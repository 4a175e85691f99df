//! CLI output formatting and machine-readable reports.

use std::fs;
use std::io;
use std::path::Path;
use std::time::Duration;

use serde::Serialize;

use picalc_core::decimal::Decimal;
use picalc_core::formula::Formula;
use picalc_core::precision::RoundingPolicy;
use picalc_orchestration::interfaces::CalculationResult;

/// Characters kept on each side of a truncated value.
const TRUNCATE_KEEP: usize = 50;

/// Format a value for display. Long values are elided unless `verbose`.
#[must_use]
pub fn format_result(value: &Decimal, verbose: bool) -> String {
    let s = value.to_string();
    if verbose || s.len() <= 2 * TRUNCATE_KEEP {
        return s;
    }
    format!(
        "{}...{} ({} digits)",
        &s[..TRUNCATE_KEEP],
        &s[s.len() - TRUNCATE_KEEP..],
        value.significant_digits()
    )
}

/// Format a duration for display.
#[must_use]
#[allow(clippy::cast_possible_truncation, clippy::cast_sign_loss)]
pub fn format_duration(d: Duration) -> String {
    let secs = d.as_secs_f64();
    if secs < 0.001 {
        format!("{:.2}µs", secs * 1_000_000.0)
    } else if secs < 1.0 {
        format!("{:.2}ms", secs * 1000.0)
    } else if secs < 60.0 {
        format!("{secs:.3}s")
    } else {
        let mins = (secs / 60.0).floor() as u64;
        format!("{mins}m{:.1}s", secs - 60.0 * (secs / 60.0).floor())
    }
}

/// Format an integer with thousand separators.
#[must_use]
pub fn format_number(n: u64) -> String {
    let digits = n.to_string();
    let mut out = String::with_capacity(digits.len() + digits.len() / 3);
    for (i, c) in digits.chars().enumerate() {
        if i > 0 && (digits.len() - i) % 3 == 0 {
            out.push(',');
        }
        out.push(c);
    }
    out
}

/// Write `value` followed by a newline to `path`.
pub fn write_to_file(path: &Path, value: &Decimal) -> io::Result<()> {
    fs::write(path, format!("{value}\n"))
}

/// One calculation as it appears in a JSON report.
#[derive(Debug, Clone, Serialize)]
pub struct CalculationReport {
    /// Formula name.
    pub formula: Formula,
    /// Highest term index summed.
    pub iterations: u64,
    /// Significant digits of `value`.
    pub digits: u32,
    /// Rounding policy applied.
    pub rounding: RoundingPolicy,
    /// Computed value, absent on failure.
    #[serde(skip_serializing_if = "Option::is_none")]
    pub value: Option<Decimal>,
    /// Error message, absent on success.
    #[serde(skip_serializing_if = "Option::is_none")]
    pub error: Option<String>,
    /// Wall-clock duration in milliseconds.
    pub duration_ms: f64,
}

impl From<&CalculationResult> for CalculationReport {
    fn from(result: &CalculationResult) -> Self {
        let (value, error) = match &result.outcome {
            Ok(value) => (Some(value.clone()), None),
            Err(e) => (None, Some(e.to_string())),
        };
        Self {
            formula: result.formula,
            iterations: result.iterations,
            digits: result.precision.digits(),
            rounding: result.precision.rounding(),
            value,
            error,
            duration_ms: result.duration.as_secs_f64() * 1000.0,
        }
    }
}

/// Full JSON document for a run.
#[derive(Debug, Clone, Serialize)]
pub struct RunReport {
    /// One entry per formula.
    pub results: Vec<CalculationReport>,
    /// Cross-validation verdict when more than one formula ran.
    #[serde(skip_serializing_if = "Option::is_none")]
    pub consistent: Option<bool>,
}

impl RunReport {
    /// Build a report from orchestration results.
    #[must_use]
    pub fn new(results: &[CalculationResult], consistent: Option<bool>) -> Self {
        Self {
            results: results.iter().map(CalculationReport::from).collect(),
            consistent,
        }
    }

    /// Pretty-printed JSON.
    pub fn to_json(&self) -> serde_json::Result<String> {
        serde_json::to_string_pretty(self)
    }
}
//! Calculator factory and registry.

use std::collections::HashMap;
use std::sync::Arc;

use parking_lot::RwLock;

use crate::calculator::{SeriesCalculator, SeriesError};
use crate::formula::Formula;
use crate::task::Executor;

/// Factory trait for obtaining calculators by formula name.
pub trait CalculatorFactory: Send + Sync {
    /// Get or create the calculator for `name`.
    fn get(&self, name: &str) -> Result<Arc<SeriesCalculator>, SeriesError>;

    /// Names of all available formulas.
    fn available(&self) -> Vec<&'static str>;
}

/// Default factory: one lazily created calculator per formula, all sharing
/// the same executor.
pub struct DefaultFactory {
    executor: Executor,
    cache: RwLock<HashMap<Formula, Arc<SeriesCalculator>>>,
}

impl DefaultFactory {
    /// Create a factory whose calculators run on `executor`.
    #[must_use]
    pub fn new(executor: Executor) -> Self {
        Self {
            executor,
            cache: RwLock::new(HashMap::new()),
        }
    }

    /// Executor handed to new calculators.
    #[must_use]
    pub fn executor(&self) -> &Executor {
        &self.executor
    }
}

impl CalculatorFactory for DefaultFactory {
    fn get(&self, name: &str) -> Result<Arc<SeriesCalculator>, SeriesError> {
        let formula: Formula = name.parse()?;
        if let Some(calc) = self.cache.read().get(&formula) {
            return Ok(Arc::clone(calc));
        }

        let mut cache = self.cache.write();
        let calc = cache
            .entry(formula)
            .or_insert_with(|| Arc::new(SeriesCalculator::new(formula, self.executor.clone())));
        Ok(Arc::clone(calc))
    }

    fn available(&self) -> Vec<&'static str> {
        Formula::ALL.iter().map(|f| f.name()).collect()
    }
}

————

→ EXERCISE: Line by line, retype the records with no changes.

→ ANSWER SPACE:
repository 4a175e85691f99df
//! CLI output formatting and machine-readable reports.

use std::fs;
use std::io;
use std::path::Path;
use std::time::Duration;

use serde::Serialize;

use picalc_core::decimal::Decimal;
use picalc_core::formula::Formula;
use picalc_core::precision::RoundingPolicy;
use picalc_orchestration::interfaces::CalculationResult;

/// Characters kept on each side of a truncated value.
const TRUNCATE_KEEP: usize = 50;

/// Format a value for display. Long values are elided unless `verbose`.
#[must_use]
pub fn format_result(value: &Decimal, verbose: bool) -> String {
    let s = value.to_string();
    if verbose || s.len() <= 2 * TRUNCATE_KEEP {
        return s;
    }
    format!(
        "{}...{} ({} digits)",
        &s[..TRUNCATE_KEEP],
        &s[s.len() - TRUNCATE_KEEP..],
        value.significant_digits()
    )
}

/// Format a duration for display.
#[must_use]
#[allow(clippy::cast_possible_truncation, clippy::cast_sign_loss)]
pub fn format_duration(d: Duration) -> String {
    let secs = d.as_secs_f64();
    if secs < 0.001 {
        format!("{:.2}µs", secs * 1_000_000.0)
    } else if secs < 1.0 {
        format!("{:.2}ms", secs * 1000.0)
    } else if secs < 60.0 {
        format!("{secs:.3}s")
    } else {
        let mins = (secs / 60.0).floor() as u64;
        format!("{mins}m{:.1}s", secs - 60.0 * (secs / 60.0).floor())
    }
}

/// Format an integer with thousand separators.
#[must_use]
pub fn format_number(n: u64) -> String {
    let digits = n.to_string();
    let mut out = String::with_capacity(digits.len() + digits.len() / 3);
    for (i, c) in digits.chars().enumerate() {
        if i > 0 && (digits.len() - i) % 3 == 0 {
            out.push(',');
        }
        out.push(c);
    }
    out
}

/// Write `value` followed by a newline to `path`.
pub fn write_to_file(path: &Path, value: &Decimal) -> io::Result<()> {
    fs::write(path, format!("{value}\n"))
}

/// One calculation as it appears in a JSON report.
#[derive(Debug, Clone, Serialize)]
pub struct CalculationReport {
    /// Formula name.
    pub formula: Formula,
    /// Highest term index summed.
    pub iterations: u64,
    /// Significant digits of `value`.
    pub digits: u32,
    /// Rounding policy applied.
    pub rounding: RoundingPolicy,
    /// Computed value, absent on failure.
    #[serde(skip_serializing_if = "Option::is_none")]
    pub value: Option<Decimal>,
    /// Error message, absent on success.
    #[serde(skip_serializing_if = "Option::is_none")]
    pub error: Option<String>,
    /// Wall-clock duration in milliseconds.
    pub duration_ms: f64,
}

impl From<&CalculationResult> for CalculationReport {
    fn from(result: &CalculationResult) -> Self {
        let (value, error) = match &result.outcome {
            Ok(value) => (Some(value.clone()), None),
            Err(e) => (None, Some(e.to_string())),
        };
        Self {
            formula: result.formula,
            iterations: result.iterations,
            digits: result.precision.digits(),
            rounding: result.precision.rounding(),
            value,
            error,
            duration_ms: result.duration.as_secs_f64() * 1000.0,
        }
    }
}

/// Full JSON document for a run.
#[derive(Debug, Clone, Serialize)]
pub struct RunReport {
    /// One entry per formula.
    pub results: Vec<CalculationReport>,
    /// Cross-validation verdict when more than one formula ran.
    #[serde(skip_serializing_if = "Option::is_none")]
    pub consistent: Option<bool>,
}

impl RunReport {
    /// Build a report from orchestration results.
    #[must_use]
    pub fn new(results: &[CalculationResult], consistent: Option<bool>) -> Self {
        Self {
            results: results.iter().map(CalculationReport::from).collect(),
            consistent,
        }
    }

    /// Pretty-printed JSON.
    pub fn to_json(&self) -> serde_json::Result<String> {
        serde_json::to_string_pretty(self)
    }
}
//! Calculator factory and registry.

use std::collections::HashMap;
use std::sync::Arc;

use parking_lot::RwLock;

use crate::calculator::{SeriesCalculator, SeriesError};
use crate::formula::Formula;
use crate::task::Executor;

/// Factory trait for obtaining calculators by formula name.
pub trait CalculatorFactory: Send + Sync {
    /// Get or create the calculator for `name`.
    fn get(&self, name: &str) -> Result<Arc<SeriesCalculator>, SeriesError>;

    /// Names of all available formulas.
    fn available(&self) -> Vec<&'static str>;
}

/// Default factory: one lazily created calculator per formula, all sharing
/// the same executor.
pub struct DefaultFactory {
    executor: Executor,
    cache: RwLock<HashMap<Formula, Arc<SeriesCalculator>>>,
}

impl DefaultFactory {
    /// Create a factory whose calculators run on `executor`.
    #[must_use]
    pub fn new(executor: Executor) -> Self {
        Self {
            executor,
            cache: RwLock::new(HashMap::new()),
        }
    }

    /// Executor handed to new calculators.
    #[must_use]
    pub fn executor(&self) -> &Executor {
        &self.executor
    }
}

impl CalculatorFactory for DefaultFactory {
    fn get(&self, name: &str) -> Result<Arc<SeriesCalculator>, SeriesError> {
        let formula: Formula = name.parse()?;
        if let Some(calc) = self.cache.read().get(&formula) {
            return Ok(Arc::clone(calc));
        }

        let mut cache = self.cache.write();
        let calc = cache
            .entry(formula)
            .or_insert_with(|| Arc::new(SeriesCalculator::new(formula, self.executor.clone())));
        Ok(Arc::clone(calc))
    }

    fn available(&self) -> Vec<&'static str> {
        Formula::ALL.iter().map(|f| f.name()).collect()
    }
}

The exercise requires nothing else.